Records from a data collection
+===+

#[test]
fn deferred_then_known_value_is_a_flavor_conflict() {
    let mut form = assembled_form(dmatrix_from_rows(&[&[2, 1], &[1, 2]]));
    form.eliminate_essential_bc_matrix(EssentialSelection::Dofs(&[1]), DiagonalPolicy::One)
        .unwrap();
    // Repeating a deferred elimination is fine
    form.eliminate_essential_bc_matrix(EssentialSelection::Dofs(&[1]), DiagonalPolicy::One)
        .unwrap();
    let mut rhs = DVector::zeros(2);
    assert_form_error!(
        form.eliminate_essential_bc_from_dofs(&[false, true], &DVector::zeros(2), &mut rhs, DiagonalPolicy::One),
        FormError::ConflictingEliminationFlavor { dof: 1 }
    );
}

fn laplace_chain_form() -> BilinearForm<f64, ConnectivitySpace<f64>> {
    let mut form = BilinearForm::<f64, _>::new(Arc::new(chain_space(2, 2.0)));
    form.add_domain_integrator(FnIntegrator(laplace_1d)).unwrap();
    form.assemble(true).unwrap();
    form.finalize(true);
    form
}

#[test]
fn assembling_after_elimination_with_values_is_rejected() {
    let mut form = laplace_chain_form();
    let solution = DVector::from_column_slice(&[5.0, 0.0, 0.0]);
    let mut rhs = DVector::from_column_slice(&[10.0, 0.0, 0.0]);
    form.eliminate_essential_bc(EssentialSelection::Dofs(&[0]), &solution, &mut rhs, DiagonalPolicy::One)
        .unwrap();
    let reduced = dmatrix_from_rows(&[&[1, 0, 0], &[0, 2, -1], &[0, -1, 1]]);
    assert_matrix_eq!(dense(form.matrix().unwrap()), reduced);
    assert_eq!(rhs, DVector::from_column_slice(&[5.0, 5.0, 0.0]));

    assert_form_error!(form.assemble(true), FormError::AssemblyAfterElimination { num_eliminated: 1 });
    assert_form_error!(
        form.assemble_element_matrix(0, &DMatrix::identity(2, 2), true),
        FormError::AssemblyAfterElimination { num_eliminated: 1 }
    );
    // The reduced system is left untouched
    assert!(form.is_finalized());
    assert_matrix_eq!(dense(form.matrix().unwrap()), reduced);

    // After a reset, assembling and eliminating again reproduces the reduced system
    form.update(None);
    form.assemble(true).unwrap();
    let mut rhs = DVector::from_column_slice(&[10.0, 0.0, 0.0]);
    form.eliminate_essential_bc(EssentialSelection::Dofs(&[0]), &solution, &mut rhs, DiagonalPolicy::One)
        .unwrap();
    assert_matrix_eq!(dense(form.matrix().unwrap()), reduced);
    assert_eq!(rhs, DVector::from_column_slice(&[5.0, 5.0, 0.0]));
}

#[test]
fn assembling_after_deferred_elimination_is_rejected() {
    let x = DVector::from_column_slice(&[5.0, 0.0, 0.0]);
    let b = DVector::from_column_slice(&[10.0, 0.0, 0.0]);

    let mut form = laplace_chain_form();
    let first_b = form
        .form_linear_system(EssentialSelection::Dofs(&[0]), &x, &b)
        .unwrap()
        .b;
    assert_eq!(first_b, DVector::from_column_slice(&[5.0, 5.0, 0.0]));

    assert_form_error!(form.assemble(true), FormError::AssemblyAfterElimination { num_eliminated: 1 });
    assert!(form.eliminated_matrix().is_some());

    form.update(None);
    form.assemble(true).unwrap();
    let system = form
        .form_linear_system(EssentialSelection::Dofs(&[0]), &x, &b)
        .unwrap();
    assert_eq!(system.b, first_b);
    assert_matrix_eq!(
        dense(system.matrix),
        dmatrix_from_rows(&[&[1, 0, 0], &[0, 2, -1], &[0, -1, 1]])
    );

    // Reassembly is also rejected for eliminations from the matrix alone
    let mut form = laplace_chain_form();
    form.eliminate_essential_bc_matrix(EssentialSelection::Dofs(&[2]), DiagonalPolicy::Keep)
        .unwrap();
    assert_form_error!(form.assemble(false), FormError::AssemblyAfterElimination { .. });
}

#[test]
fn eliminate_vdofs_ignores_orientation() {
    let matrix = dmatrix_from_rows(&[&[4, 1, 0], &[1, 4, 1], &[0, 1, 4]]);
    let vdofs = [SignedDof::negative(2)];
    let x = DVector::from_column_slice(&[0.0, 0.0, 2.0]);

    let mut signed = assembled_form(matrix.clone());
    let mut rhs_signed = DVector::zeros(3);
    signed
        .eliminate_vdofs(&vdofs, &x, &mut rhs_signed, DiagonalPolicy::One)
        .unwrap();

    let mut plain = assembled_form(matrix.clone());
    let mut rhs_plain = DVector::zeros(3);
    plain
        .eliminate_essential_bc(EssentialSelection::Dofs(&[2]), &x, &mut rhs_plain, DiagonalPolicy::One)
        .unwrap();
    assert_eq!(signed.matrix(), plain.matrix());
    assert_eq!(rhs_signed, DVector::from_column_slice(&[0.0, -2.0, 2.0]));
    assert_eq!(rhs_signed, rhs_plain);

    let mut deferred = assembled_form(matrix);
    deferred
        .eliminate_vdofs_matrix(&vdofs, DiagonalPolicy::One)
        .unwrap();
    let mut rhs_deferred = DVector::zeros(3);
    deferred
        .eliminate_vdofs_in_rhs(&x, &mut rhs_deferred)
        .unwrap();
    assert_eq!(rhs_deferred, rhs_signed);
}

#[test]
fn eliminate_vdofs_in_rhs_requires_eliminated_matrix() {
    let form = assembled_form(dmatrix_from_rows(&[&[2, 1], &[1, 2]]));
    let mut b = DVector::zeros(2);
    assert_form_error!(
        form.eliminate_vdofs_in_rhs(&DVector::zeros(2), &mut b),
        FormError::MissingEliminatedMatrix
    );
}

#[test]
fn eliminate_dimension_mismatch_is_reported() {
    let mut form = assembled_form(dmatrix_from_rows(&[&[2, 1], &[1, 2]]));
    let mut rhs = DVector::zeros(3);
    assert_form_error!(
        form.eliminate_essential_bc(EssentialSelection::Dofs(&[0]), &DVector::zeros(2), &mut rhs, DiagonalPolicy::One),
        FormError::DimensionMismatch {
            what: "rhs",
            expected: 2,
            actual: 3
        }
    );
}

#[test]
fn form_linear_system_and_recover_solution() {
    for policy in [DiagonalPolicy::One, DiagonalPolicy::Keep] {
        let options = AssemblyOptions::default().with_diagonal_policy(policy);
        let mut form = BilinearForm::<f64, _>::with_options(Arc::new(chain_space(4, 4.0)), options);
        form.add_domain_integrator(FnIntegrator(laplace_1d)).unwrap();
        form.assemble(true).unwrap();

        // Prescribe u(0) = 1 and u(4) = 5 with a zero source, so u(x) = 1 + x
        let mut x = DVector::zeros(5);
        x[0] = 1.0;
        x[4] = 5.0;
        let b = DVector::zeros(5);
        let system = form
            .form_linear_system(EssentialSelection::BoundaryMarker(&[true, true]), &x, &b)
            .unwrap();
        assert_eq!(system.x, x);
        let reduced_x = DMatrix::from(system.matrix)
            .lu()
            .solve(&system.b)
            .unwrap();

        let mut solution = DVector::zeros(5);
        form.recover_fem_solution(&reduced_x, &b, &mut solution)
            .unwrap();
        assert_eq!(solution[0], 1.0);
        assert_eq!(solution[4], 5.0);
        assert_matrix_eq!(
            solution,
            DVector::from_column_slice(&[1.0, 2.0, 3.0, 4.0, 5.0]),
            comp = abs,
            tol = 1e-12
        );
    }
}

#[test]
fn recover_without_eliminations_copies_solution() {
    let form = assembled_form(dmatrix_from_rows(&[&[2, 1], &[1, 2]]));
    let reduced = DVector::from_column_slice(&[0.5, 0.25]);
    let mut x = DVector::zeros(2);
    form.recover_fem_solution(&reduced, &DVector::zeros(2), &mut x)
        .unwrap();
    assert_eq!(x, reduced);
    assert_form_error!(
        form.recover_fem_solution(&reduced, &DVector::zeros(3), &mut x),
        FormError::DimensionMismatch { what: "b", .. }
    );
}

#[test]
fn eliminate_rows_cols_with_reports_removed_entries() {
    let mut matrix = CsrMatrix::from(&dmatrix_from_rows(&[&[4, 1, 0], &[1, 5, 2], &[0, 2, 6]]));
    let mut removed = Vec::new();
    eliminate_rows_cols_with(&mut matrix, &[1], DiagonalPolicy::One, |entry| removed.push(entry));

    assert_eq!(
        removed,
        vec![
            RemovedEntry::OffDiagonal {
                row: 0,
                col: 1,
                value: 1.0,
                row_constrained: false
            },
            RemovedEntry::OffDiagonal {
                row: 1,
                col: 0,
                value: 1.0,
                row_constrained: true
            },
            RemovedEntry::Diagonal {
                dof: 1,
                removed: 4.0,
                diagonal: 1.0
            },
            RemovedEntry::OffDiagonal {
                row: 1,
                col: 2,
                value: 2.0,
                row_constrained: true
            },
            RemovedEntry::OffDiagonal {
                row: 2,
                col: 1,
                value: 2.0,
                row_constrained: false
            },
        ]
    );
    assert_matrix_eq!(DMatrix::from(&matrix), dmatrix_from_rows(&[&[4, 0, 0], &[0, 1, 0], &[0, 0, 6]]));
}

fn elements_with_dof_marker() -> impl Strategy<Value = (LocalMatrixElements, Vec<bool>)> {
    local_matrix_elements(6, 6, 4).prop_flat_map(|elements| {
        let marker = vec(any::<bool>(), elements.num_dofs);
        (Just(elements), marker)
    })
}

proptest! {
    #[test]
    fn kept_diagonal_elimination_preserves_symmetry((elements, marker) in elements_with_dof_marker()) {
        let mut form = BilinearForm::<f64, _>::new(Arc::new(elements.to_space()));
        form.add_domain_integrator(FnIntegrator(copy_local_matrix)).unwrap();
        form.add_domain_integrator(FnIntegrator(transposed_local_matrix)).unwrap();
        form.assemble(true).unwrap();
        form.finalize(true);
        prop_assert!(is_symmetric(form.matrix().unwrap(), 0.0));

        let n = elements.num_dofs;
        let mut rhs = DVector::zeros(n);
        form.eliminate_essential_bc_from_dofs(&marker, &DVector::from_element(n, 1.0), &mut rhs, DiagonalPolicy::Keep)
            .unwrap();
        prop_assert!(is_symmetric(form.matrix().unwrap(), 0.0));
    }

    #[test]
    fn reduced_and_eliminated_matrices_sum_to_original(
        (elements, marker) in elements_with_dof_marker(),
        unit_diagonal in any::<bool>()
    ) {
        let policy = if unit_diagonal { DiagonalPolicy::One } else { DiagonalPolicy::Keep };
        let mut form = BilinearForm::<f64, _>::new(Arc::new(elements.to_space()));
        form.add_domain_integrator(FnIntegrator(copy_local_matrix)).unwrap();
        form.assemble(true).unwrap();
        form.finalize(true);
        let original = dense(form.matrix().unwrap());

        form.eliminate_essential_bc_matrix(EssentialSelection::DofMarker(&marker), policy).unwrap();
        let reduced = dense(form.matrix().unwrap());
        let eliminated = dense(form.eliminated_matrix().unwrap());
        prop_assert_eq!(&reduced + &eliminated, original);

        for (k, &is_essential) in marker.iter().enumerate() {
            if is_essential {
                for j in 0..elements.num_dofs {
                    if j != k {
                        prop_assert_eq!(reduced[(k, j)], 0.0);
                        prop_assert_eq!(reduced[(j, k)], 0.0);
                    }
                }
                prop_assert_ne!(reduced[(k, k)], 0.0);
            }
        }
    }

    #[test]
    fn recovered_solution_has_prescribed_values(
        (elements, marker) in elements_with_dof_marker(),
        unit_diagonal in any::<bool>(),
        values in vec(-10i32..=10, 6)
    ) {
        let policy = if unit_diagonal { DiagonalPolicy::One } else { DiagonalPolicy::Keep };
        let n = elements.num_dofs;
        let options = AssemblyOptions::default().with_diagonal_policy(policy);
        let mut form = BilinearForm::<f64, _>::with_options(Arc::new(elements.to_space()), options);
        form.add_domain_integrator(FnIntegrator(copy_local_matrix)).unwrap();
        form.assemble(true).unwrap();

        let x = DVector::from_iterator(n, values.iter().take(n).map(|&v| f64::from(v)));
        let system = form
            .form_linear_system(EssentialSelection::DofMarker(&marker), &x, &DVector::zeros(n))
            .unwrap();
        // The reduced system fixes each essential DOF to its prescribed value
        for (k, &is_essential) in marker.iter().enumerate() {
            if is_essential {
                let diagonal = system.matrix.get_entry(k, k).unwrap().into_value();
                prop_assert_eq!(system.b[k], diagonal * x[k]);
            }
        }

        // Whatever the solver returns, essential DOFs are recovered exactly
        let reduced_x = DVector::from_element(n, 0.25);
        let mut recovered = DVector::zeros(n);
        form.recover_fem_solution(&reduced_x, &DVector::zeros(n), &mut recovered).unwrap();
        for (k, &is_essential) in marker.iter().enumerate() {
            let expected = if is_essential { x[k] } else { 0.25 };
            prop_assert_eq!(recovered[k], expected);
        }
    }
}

+===+

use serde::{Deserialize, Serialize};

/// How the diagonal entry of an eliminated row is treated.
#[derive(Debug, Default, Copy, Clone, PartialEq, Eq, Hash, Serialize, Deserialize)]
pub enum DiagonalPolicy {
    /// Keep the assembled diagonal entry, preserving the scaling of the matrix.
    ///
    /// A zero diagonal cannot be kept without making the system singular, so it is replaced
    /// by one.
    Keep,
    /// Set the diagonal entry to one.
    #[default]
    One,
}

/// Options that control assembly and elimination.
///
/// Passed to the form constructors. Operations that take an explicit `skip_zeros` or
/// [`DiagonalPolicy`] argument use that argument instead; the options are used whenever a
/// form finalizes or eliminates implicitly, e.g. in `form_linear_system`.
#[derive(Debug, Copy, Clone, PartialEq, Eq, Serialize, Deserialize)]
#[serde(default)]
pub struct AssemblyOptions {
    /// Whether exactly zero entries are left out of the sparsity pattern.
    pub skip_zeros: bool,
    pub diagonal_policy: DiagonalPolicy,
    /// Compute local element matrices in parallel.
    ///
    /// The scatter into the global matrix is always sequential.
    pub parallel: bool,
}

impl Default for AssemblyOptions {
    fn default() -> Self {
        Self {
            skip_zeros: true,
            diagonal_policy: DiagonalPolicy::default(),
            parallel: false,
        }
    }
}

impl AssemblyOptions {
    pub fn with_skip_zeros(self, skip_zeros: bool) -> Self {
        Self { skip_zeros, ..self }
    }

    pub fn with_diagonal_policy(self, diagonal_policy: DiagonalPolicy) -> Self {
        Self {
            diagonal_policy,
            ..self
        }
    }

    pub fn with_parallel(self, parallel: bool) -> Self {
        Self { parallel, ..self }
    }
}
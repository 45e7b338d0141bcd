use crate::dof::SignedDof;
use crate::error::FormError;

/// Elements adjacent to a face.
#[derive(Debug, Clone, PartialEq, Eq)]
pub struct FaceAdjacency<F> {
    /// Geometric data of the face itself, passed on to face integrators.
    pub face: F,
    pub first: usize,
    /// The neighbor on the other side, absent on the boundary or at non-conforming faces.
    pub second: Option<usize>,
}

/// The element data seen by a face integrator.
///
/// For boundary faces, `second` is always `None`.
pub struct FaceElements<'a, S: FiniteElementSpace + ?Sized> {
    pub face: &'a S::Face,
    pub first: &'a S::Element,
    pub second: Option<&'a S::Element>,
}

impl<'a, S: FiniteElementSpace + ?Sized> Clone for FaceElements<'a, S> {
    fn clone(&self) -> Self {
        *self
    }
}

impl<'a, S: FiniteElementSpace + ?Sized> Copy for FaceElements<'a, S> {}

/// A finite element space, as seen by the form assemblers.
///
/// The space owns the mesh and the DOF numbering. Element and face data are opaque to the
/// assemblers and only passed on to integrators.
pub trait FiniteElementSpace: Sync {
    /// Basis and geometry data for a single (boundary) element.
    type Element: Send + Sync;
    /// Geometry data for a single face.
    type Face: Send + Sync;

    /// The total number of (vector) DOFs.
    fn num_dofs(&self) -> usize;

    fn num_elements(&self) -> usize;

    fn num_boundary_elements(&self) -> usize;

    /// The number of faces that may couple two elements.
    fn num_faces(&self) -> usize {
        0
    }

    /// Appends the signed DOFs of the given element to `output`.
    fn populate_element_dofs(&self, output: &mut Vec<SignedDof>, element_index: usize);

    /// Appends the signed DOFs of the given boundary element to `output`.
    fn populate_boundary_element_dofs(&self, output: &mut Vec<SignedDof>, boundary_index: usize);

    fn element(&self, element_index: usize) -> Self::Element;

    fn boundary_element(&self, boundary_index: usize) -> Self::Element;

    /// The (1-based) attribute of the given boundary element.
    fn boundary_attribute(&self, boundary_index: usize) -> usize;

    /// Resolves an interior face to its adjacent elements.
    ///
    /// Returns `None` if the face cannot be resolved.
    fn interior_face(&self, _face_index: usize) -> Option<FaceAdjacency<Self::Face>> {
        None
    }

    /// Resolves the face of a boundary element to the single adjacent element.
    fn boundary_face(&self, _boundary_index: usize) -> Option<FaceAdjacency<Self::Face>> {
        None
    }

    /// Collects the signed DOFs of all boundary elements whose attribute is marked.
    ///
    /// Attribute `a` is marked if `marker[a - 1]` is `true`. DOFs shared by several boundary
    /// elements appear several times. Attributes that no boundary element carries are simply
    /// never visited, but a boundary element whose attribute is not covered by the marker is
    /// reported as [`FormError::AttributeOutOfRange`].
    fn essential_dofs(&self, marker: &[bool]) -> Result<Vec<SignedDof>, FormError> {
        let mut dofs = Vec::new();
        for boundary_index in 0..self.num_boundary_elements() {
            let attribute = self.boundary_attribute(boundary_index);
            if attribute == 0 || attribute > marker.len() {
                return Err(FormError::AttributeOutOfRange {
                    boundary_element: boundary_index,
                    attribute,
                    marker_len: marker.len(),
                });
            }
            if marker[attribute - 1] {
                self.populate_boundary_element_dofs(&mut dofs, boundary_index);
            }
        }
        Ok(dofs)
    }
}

+===+

■ WHAT THE TASK REQUIRES ■
Using the records above, gather all lines where the string "Send" is present.

■ SOLUTION ■
    type Element: Send + Sync;
    type Face: Send + Sync;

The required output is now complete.